100 Poets : Set #9 : Sakyo no Daibu Michimasa

Sakyo no Daibu Michimasa

For our third print this year we have another member of the Fujiwara family, Michimasa. It has been common in this series to find that most of the men are identified by their position (can I say 'job'?), and Michimasa is no exception - the title 'Sakyo no Daibu' indicates that he was the administrator responsible for the 'left' half of the capital city. I wonder though, just what such a title really means. Did he get up in the morning, head over to the 'office', work all day at various city problems, and then come home in the evening and put his feet up? Really? Somehow I find that a bit difficult to visualize - my image of these Heian-era aristocrats as foppish men in cumbersome kimono sitting around writing love poetry doesn't quite match this image of a man with daily work to do ...

Of course it's impossible to get any kind of realistic picture of what daily life was like for those people - so much has changed in the intervening thousand years. It's useless trying to use our experience of present-day life to try and visualize the life of somebody in such a bygone age. But when I look at the poem, and read about some of the background behind it ... I'm not so sure.

Now when forever
You must be hidden from us
May I not, rather
Than send these mere messengers,
Speak one word to you? Alas!

Unlike many of the poems in this series, which seem to depict an imaginary situation, it seems that this one is 'true-to-life'. Michimasa had been 'seeing' a lady, an ex-priestess from the Ise shrine, but her father, Retired Emperor Sanjo, had put a stop to it by posting guards around her. Now here is a story that seems to cross all boundaries of time and space. Don't we read about similar incidents in many different cultures: the king locking his daughter in the castle to 'protect' her; the noble arranging a marriage for his daughter in an attempt to advance his own position ...? The idea of treating one's offspring as 'property' to be controlled at will is certainly not unique to this old Japanese culture.

I don't know the reason behind the old Emperor's disapproval of Michimasa - perhaps his rank was too low, or perhaps it was something to do with her shrine connection - but I'm sure that whatever it was, it was something that didn't seem too important to his daughter.

I suspect that some of you may be chuckling to yourselves as you read my comments. You may be criticizing these fathers now, you are saying to me. 'But just wait until your own two beautiful daughters are a few years older ... Then we'll see if your story changes!'

Well I wonder about that.
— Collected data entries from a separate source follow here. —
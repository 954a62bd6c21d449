use super::rank::Rank;
use super::suit::Suit;

/// A playing card encoded as a single byte.
///
/// The 52 cards are bijectively mapped to `0..52` where the encoding is
/// `rank * 4 + suit`. This yields the canonical deck order used everywhere
/// downstream: sorted first by rank, then by suit within each rank.
///
/// # Representations
///
/// - `u8`: compact index `0..52`
/// - `u64`: single-bit representation for set membership in [`Hand`]
///
/// # Parsing
///
/// Cards parse from strings like `"As"` (ace of spades) or `"Tc"`.
/// `"10c"` and suit glyphs (`"A♠"`) are accepted too, since that is
/// what card pickers tend to emit. Use [`Card::parse`] for several cards.
///
/// [`Hand`]: super::hand::Hand
#[derive(Debug, Clone, Copy, Hash, PartialEq, Eq, PartialOrd, Ord)]
pub struct Card(u8);

impl Card {
    pub fn rank(&self) -> Rank {
        Rank::from(self.0 / 4)
    }
    pub fn suit(&self) -> Suit {
        Suit::from(self.0 % 4)
    }

    /// Parses whitespace- or comma-separated card notations.
    pub fn parse(s: &str) -> Result<Vec<Self>, String> {
        s.split(|c: char| c.is_whitespace() || c == ',')
            .filter(|token| !token.is_empty())
            .map(Self::try_from)
            .collect::<Result<Vec<Self>, _>>()
    }
}

/// (Rank, Suit) isomorphism
impl From<(Rank, Suit)> for Card {
    fn from((r, s): (Rank, Suit)) -> Self {
        Self(u8::from(r) * 4 + u8::from(s))
    }
}

/// u8 isomorphism
/// each card is mapped to its location in a sorted deck 0-51
/// Ts
/// 35
/// 0b00100011
impl From<Card> for u8 {
    fn from(c: Card) -> u8 {
        c.0
    }
}
impl From<u8> for Card {
    fn from(n: u8) -> Self {
        debug_assert!(n < 52);
        Self(n)
    }
}

/// u64 representation
/// each card is just one bit turned on. this is a one-way morphism
/// Ts
/// xxxxxxxxxxxx 0000000000000000100000000000000000000000000000000000
impl From<Card> for u64 {
    fn from(c: Card) -> u64 {
        1 << u8::from(c)
    }
}

/// str isomorphism
impl TryFrom<&str> for Card {
    type Error = String;
    fn try_from(s: &str) -> Result<Self, Self::Error> {
        let s = s.trim();
        let split = s
            .char_indices()
            .last()
            .map(|(i, _)| i)
            .ok_or_else(|| String::from("empty card"))?;
        match split {
            1 | 2 => {
                let rank = Rank::try_from(&s[..split])?;
                let suit = Suit::try_from(&s[split..])?;
                Ok(Card::from((rank, suit)))
            }
            _ => Err(format!("invalid card str: {}", s)),
        }
    }
}

impl std::fmt::Display for Card {
    fn fmt(&self, f: &mut std::fmt::Formatter) -> std::fmt::Result {
        write!(f, "{}{}", self.rank(), self.suit())
    }
}

impl serde::Serialize for Card {
    fn serialize<S>(&self, serializer: S) -> Result<S::Ok, S::Error>
    where
        S: serde::Serializer,
    {
        serializer.collect_str(self)
    }
}
impl<'de> serde::Deserialize<'de> for Card {
    fn deserialize<D>(deserializer: D) -> Result<Self, D::Error>
    where
        D: serde::Deserializer<'de>,
    {
        let s = String::deserialize(deserializer)?;
        Card::try_from(s.as_str()).map_err(serde::de::Error::custom)
    }
}

#[cfg(test)]
mod tests {
    use super::*;

    #[test]
    fn bijective_rank_suit() {
        let card = Card::from(37u8);
        assert!(card == Card::from((card.rank(), card.suit())));
    }

    #[test]
    fn bijective_str() {
        let card = Card::from((Rank::Ten, Suit::S));
        assert_eq!(card.to_string(), "Ts");
        assert_eq!(Card::try_from("Ts"), Ok(card));
    }

    #[test]
    fn canonical_encoding() {
        assert_eq!(u8::from(Card::try_from("2c").unwrap()), 0);
        assert_eq!(u8::from(Card::try_from("2s").unwrap()), 3);
        assert_eq!(u8::from(Card::try_from("Ts").unwrap()), 35);
        assert_eq!(u8::from(Card::try_from("As").unwrap()), 51);
    }

    #[test]
    fn lenient_notation() {
        assert_eq!(Card::try_from("10h"), Card::try_from("Th"));
        assert_eq!(Card::try_from("A♠"), Card::try_from("As"));
        assert_eq!(Card::try_from("as"), Card::try_from("As"));
        assert!(Card::try_from("").is_err());
        assert!(Card::try_from("Asx").is_err());
        assert!(Card::try_from("Zs").is_err());
    }

    #[test]
    fn parse_many() {
        let cards = Card::parse("As Ks, Qs").unwrap();
        assert_eq!(cards.len(), 3);
        assert_eq!(cards[2], Card::from((Rank::Queen, Suit::S)));
        assert!(Card::parse("As Kx").is_err());
    }

    #[test]
    fn serde_as_string() {
        let card = Card::try_from("Jd").unwrap();
        let json = serde_json::to_string(&card).unwrap();
        assert_eq!(json, "\"Jd\"");
        assert_eq!(serde_json::from_str::<Card>(&json).unwrap(), card);
    }
}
As I write this they are 12 and 14 years old, and haven't started bringing boyfriends home yet. I know though, that one day they will, and I suppose that when I meet those boys, with their (to me) strange way of dressing, and their (to me) impolite ways of speaking, I may feel some resistance to the idea that they could be close to my daughters. But of course I will not 'post any guards', and I will not try to influence their choice of partner in any way. I like to think that I have brought them up in a way that has encouraged them to think for themselves and to consider carefully the consequences of their actions. As they approach full adulthood, it will be increasingly they that have to make the choices, not I.

But on the other hand, perhaps it would be better for my girls if I were to step in and stop them from seeing their boyfriends. That way, only those boys who were really serious would try and find a way to get in to see them. Perhaps those boys would even start writing poetry and have the poems sent in by messenger! After all, if Sanjo In hadn't posted those guards, we wouldn't have this poem! What do you think - was it worth it?